SL Green Realty Corp. (NYSE: SLG) is an ideal REIT for investors seeking stable income during uncertain times. We believe the company’s commercial real estate portfolio in New York is attractive during this time, as companies continue to bring workers back to their offices and more start-ups and tech companies migrate to New York. The company’s management also has a proven track record of creating shareholder value, with high monthly dividends and generous stock buyback programs. We believe SL Green Realty shares can protect your capital while providing you with substantial dividend income.
SL Green Realty Corp is a real estate investment trust (REIT) specializing in the acquisition, management and valuation of commercial properties in Manhattan. SL Green Realty has over 64 constructions at the end of Q2 2022 and has invested in over 34.4 million square feet. The company operates iconic buildings such as the new One Vanderbilt and other New York landmarks like 1350 Avenue of the Americas. The stock’s performance has been lackluster since the start of the year, generating a year-to-date return of -35.61% compared to the S&P 500 return of -12.26%. The company has a market capitalization of $2.88 billion and is down 47.5% from its 52-week highs.
The return to the office continues
The pandemic has largely subsided, and while it is difficult to say that the work environment will return to what it once was during the pre-pandemic period, we believe there will be a continued need for office space as companies integrate a hybrid work environment and/or create spaces to entice workers back. Many financial services companies already require workers to work in the office for at least part of the week (some requiring to come into the office all five days of the week), but recently technology companies have moved to require workers come back to work. We think this trend is likely to continue as employers see the merits of at least a partial work environment in the office. This trend will continue to support strong occupancy rates across SL Realty’s portfolio, and we are already seeing this rebound in occupancy rates below, based on management’s estimates for the end of 2022.
Bullish on New York
SL Green Realty is a perfect play on the continued need for office space and other commercial space in New York City, specifically Manhattan. Unlike other REITs, SL Green Realty is heavily dependent on the fortunes of Manhattan, and we believe the company is well positioned to reap the benefits of continued office expansion and the need for space in New York. For example, Manhattan has seen an influx of tech companies set up shop, in addition to the creation of startups in the city – even giving rise to an area known as “Silicon Alley”. The expanding tech scene in New York will provide strong fundamental demand for long-term office space, as some of these start-ups will continue to grow and increase their need for commercial space accordingly. Even though the macroeconomic environment has recently been unfavorable to technology companies, we believe that in the medium term, technology companies will continue to grow and support our thesis. Although many start-ups may fail if the current economic situation deteriorates, we believe that there will be other start-ups that will survive and become great technology companies.

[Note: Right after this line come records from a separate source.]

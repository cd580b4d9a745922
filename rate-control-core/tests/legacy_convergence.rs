use core::ops::Add;
use core::time::Duration;

use rate_control_core::capability::{CapabilityProfile, LegacyRateSet};
use rate_control_core::completion::{Completion, TxStatus};
use rate_control_core::descriptor::{LegacyRate, Preamble, RateDescriptor};
use rate_control_core::station::StationRateState;
use rate_control_core::telemetry::RateInstant;
use rate_control_core::tuning::{MAX_RETRIES_PER_STEP, RETRY_STEPS};

const TICK: Duration = Duration::from_millis(10);
const TICKS_PER_PERIOD: u64 = 10;
const FRAMES_PER_TICK: usize = 5;
const PERIODS: u64 = 50;

#[test]
fn legacy_station_converges_on_the_second_highest_rate() {
    let mut station = legacy_station();
    let mut channel = Channel::default();
    let mut now = MockInstant::micros(0);

    for _ in 0..PERIODS * TICKS_PER_PERIOD {
        now = now + TICK;
        station.evaluate(now, false);
        let _ = station.take_policy_update();
        for _ in 0..FRAMES_PER_TICK {
            let status = channel.transmit(&station);
            station.on_completion(&Completion::from_status(&status));
        }
    }

    // The last tick closed a period, so no trial is spliced in.
    let best = descriptor_at(&station, 0);
    assert_eq!(
        best,
        RateDescriptor::legacy(LegacyRate::Mbps24, Preamble::Long),
        "step 0 should settle on 24 Mb/s, chain: {:?}",
        station.chain()
    );
    assert_eq!(station.chain().step(3).index, 0);
    assert_eq!(
        descriptor_at(&station, 3),
        RateDescriptor::legacy(LegacyRate::Mbps1, Preamble::Long)
    );
    assert_eq!(station.check_invariants(), Ok(()));
}

#[test]
fn lowest_rate_stays_pinned_while_converging() {
    let mut station = legacy_station();
    let mut channel = Channel::default();
    let mut now = MockInstant::micros(0);
    let lowest = station.profile().lowest();

    for _ in 0..10 * TICKS_PER_PERIOD {
        now = now + TICK;
        station.evaluate(now, false);
        assert_eq!(station.table().samples()[0].descriptor, lowest);
        assert_eq!(station.chain().step(3).index, 0);

        if let Some(policy) = station.take_policy_update() {
            assert_eq!(policy.entries[3].decode(), Ok(lowest));
        }
        for _ in 0..FRAMES_PER_TICK {
            let status = channel.transmit(&station);
            station.on_completion(&Completion::from_status(&status));
        }
    }
}

fn legacy_station() -> StationRateState<MockInstant> {
    // 1, 2, 5.5, 11, 6, 12, 24 and 54 Mb/s.
    let rates = LegacyRateSet::from_rates(&[0x82, 0x84, 0x8B, 0x96, 0x0C, 0x18, 0x30, 0x6C]);
    StationRateState::new(
        CapabilityProfile::legacy_only(rates, true),
        0x5EED,
        MockInstant::micros(0),
    )
}

fn descriptor_at(station: &StationRateState<MockInstant>, position: usize) -> RateDescriptor {
    let index = station.chain().step(position).index;
    station.table().samples()[index].descriptor
}

/// Deterministic channel: 54 Mb/s never gets through, 24 Mb/s loses every
/// tenth attempt and everything slower always works.
#[derive(Default)]
struct Channel {
    attempts_at_24: u32,
}

impl Channel {
    fn delivers(&mut self, descriptor: RateDescriptor) -> bool {
        let RateDescriptor::Legacy { rate, .. } = descriptor else {
            return false;
        };
        match rate {
            LegacyRate::Mbps54 | LegacyRate::Mbps48 | LegacyRate::Mbps36 => false,
            LegacyRate::Mbps24 => {
                self.attempts_at_24 += 1;
                self.attempts_at_24 % 10 != 0
            }
            _ => true,
        }
    }

    /// Walks the chain the way hardware does and reports the outcome.
    fn transmit(&mut self, station: &StationRateState<MockInstant>) -> TxStatus {
        let mut retries = 0u8;
        for position in 0..RETRY_STEPS {
            let descriptor = descriptor_at(station, position);
            for _ in 0..MAX_RETRIES_PER_STEP {
                if self.delivers(descriptor) {
                    return TxStatus {
                        retry_count: retries,
                        acknowledged: true,
                        ..TxStatus::default()
                    };
                }
                retries += 1;
            }
        }
        TxStatus {
            retry_count: retries - 1,
            retry_limit_reached: true,
            ..TxStatus::default()
        }
    }
}

#[derive(Copy, Clone, Debug, Default, Eq, PartialEq, Ord, PartialOrd)]
struct MockInstant(u64);

impl MockInstant {
    fn micros(value: u64) -> Self {
        Self(value)
    }
}

impl Add<Duration> for MockInstant {
    type Output = Self;

    fn add(self, rhs: Duration) -> Self::Output {
        let micros = u64::try_from(rhs.as_micros()).unwrap_or(u64::MAX);
        Self(self.0.saturating_add(micros))
    }
}

impl RateInstant for MockInstant {
    fn saturating_duration_since(&self, earlier: Self) -> Duration {
        Duration::from_micros(self.0.saturating_sub(earlier.0))
    }
}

Shareholder friendly policies
SL Green Realty has a history of shareholder-friendly policies in the form of high dividends and generous stock buyback programs. The company has paid $3.72 over the past twelve months, which works out to a dividend yield of 8.3% based on the current share price. The company also pays monthly dividends, which should appeal to investors as the stock can provide stable, recurring monthly income for income-oriented investors. The company also recorded dividend growth of 21.63% on average, far exceeding the dividend growth of many major benchmarks. In addition to the dividend, the company has often engaged in various share buyback programs which amount to $3.5 billion. These programs have significantly reduced shares outstanding, from around 96 million shares in 2017 to around 64 million shares today. The impact of these share buyback programs is considerable because even at constant results, the value of each share has increased significantly thanks to the company’s share buyback programs. We believe the combination of high dividends and frequent buyback programs makes this stock extremely attractive in this environment.
Risks for the thesis
We believe that aside from macroeconomic risks, the main risk to SL Green Realty’s business model is the potential exodus of companies to other locations such as Florida and Texas. For example, previously dominant New York companies like JP Morgan and Morgan Stanley have built their second headquarters in New York, and we think this kind of trend could threaten the company’s New York-based real estate model. It is possible that in the long term, companies previously based in New York will continue to relocate jobs out of state and therefore require less commercial space than before. However, such fear has not yet been demonstrated on the results of the company’s rental operations, and we believe that the growth of the start-up economy and the expansion of the important technology presence in the city can help. compensate for any reduction in retail space requirements by traditional New York-based businesses.
SL Green Realty is an excellent investment for investors looking for a balance between dividend and capital protection. We believe SL Green Realty has an attractive portfolio of commercial real estate in New York that could benefit from back-to-office trends and the growth of technology companies and start-ups in New York. The company also has generous dividend and stock buyback programs that can provide a strong income stream while protecting shareholder value for long-term investors.